Stored data entries
//! Activity and item creation routes.

use axum::Extension;
use axum::Json;
use axum::extract::{Path, State};
use axum::http::StatusCode;
use validator::Validate;

use services::activity_service::{ActivityService, ContentRefs, CreateActivity, CreateItem};

use crate::auth::AuthUser;
use crate::response::{ApiError, ApiResponse};
use crate::routes::groups::activities::common::{
    ActivityResponse, CreateActivityRequest, CreateItemRequest, ItemResponse,
};
use crate::state::AppState;

/// POST /api/groups/{group_id}/activities
///
/// Create an activity in the group. Admin only.
pub async fn create_activity(
    State(state): State<AppState>,
    Path(group_id): Path<String>,
    Extension(AuthUser(claims)): Extension<AuthUser>,
    Json(req): Json<CreateActivityRequest>,
) -> Result<(StatusCode, Json<ApiResponse<ActivityResponse>>), ApiError> {
    if let Err(errors) = req.validate() {
        return Err(ApiError::invalid_input(common::format_validation_errors(
            &errors,
        )));
    }

    let activity = ActivityService::create(
        state.db(),
        &group_id,
        CreateActivity {
            title: req.title,
            description: req.description,
            due_date: req.due_date,
            created_by: claims.sub,
        },
    )
    .await?;

    Ok((
        StatusCode::CREATED,
        Json(ApiResponse::success(
            activity.into(),
            "Activity created successfully",
        )),
    ))
}

/// POST /api/groups/{group_id}/activities/{activity_id}/items
///
/// Append an item to the activity checklist. Admin only.
///
/// ### Request Body
/// ```json
/// {
///   "title": "Watch before class",
///   "video_lesson_id": "7c9d2f14-2f6a-4b6e-8a32-94a1c0d5a111"
/// }
/// ```
///
/// Exactly one of `question_id`, `video_lesson_id`, `handout_id`,
/// `exercise_list_id`, `simulated_exam_id` must be populated; zero or two or
/// more are rejected with `400 invalid_input` and no row is persisted. The
/// item is appended at the end of the order.
pub async fn create_item(
    State(state): State<AppState>,
    Path((group_id, activity_id)): Path<(String, String)>,
    Json(req): Json<CreateItemRequest>,
) -> Result<(StatusCode, Json<ApiResponse<ItemResponse>>), ApiError> {
    let item = ActivityService::add_item(
        state.db(),
        &group_id,
        &activity_id,
        CreateItem {
            title: req.title,
            description: req.description,
            refs: ContentRefs {
                question_id: req.question_id,
                video_lesson_id: req.video_lesson_id,
                handout_id: req.handout_id,
                exercise_list_id: req.exercise_list_id,
                simulated_exam_id: req.simulated_exam_id,
            },
        },
    )
    .await?;

    let response = ItemResponse::from_model(state.db(), item).await?;

    Ok((
        StatusCode::CREATED,
        Json(ApiResponse::success(
            response,
            "Activity item created successfully",
        )),
    ))
}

» Task statement: Reproduce each entry above exactly, keeping every word.

» Result for this exercise:
//! Activity and item creation routes.

use axum::Extension;
use axum::Json;
use axum::extract::{Path, State};
use axum::http::StatusCode;
use validator::Validate;

use services::activity_service::{ActivityService, ContentRefs, CreateActivity, CreateItem};

use crate::auth::AuthUser;
use crate::response::{ApiError, ApiResponse};
use crate::routes::groups::activities::common::{
    ActivityResponse, CreateActivityRequest, CreateItemRequest, ItemResponse,
};
use crate::state::AppState;

/// POST /api/groups/{group_id}/activities
///
/// Create an activity in the group. Admin only.
pub async fn create_activity(
    State(state): State<AppState>,
    Path(group_id): Path<String>,
    Extension(AuthUser(claims)): Extension<AuthUser>,
    Json(req): Json<CreateActivityRequest>,
) -> Result<(StatusCode, Json<ApiResponse<ActivityResponse>>), ApiError> {
    if let Err(errors) = req.validate() {
        return Err(ApiError::invalid_input(common::format_validation_errors(
            &errors,
        )));
    }

    let activity = ActivityService::create(
        state.db(),
        &group_id,
        CreateActivity {
            title: req.title,
            description: req.description,
            due_date: req.due_date,
            created_by: claims.sub,
        },
    )
    .await?;

    Ok((
        StatusCode::CREATED,
        Json(ApiResponse::success(
            activity.into(),
            "Activity created successfully",
        )),
    ))
}

/// POST /api/groups/{group_id}/activities/{activity_id}/items
///
/// Append an item to the activity checklist. Admin only.
///
/// ### Request Body
/// ```json
/// {
///   "title": "Watch before class",
///   "video_lesson_id": "7c9d2f14-2f6a-4b6e-8a32-94a1c0d5a111"
/// }
/// ```
///
/// Exactly one of `question_id`, `video_lesson_id`, `handout_id`,
/// `exercise_list_id`, `simulated_exam_id` must be populated; zero or two or
/// more are rejected with `400 invalid_input` and no row is persisted. The
/// item is appended at the end of the order.
pub async fn create_item(
    State(state): State<AppState>,
    Path((group_id, activity_id)): Path<(String, String)>,
    Json(req): Json<CreateItemRequest>,
) -> Result<(StatusCode, Json<ApiResponse<ItemResponse>>), ApiError> {
    let item = ActivityService::add_item(
        state.db(),
        &group_id,
        &activity_id,
        CreateItem {
            title: req.title,
            description: req.description,
            refs: ContentRefs {
                question_id: req.question_id,
                video_lesson_id: req.video_lesson_id,
                handout_id: req.handout_id,
                exercise_list_id: req.exercise_list_id,
                simulated_exam_id: req.simulated_exam_id,
            },
        },
    )
    .await?;

    let response = ItemResponse::from_model(state.db(), item).await?;

    Ok((
        StatusCode::CREATED,
        Json(ApiResponse::success(
            response,
            "Activity item created successfully",
        )),
    ))
}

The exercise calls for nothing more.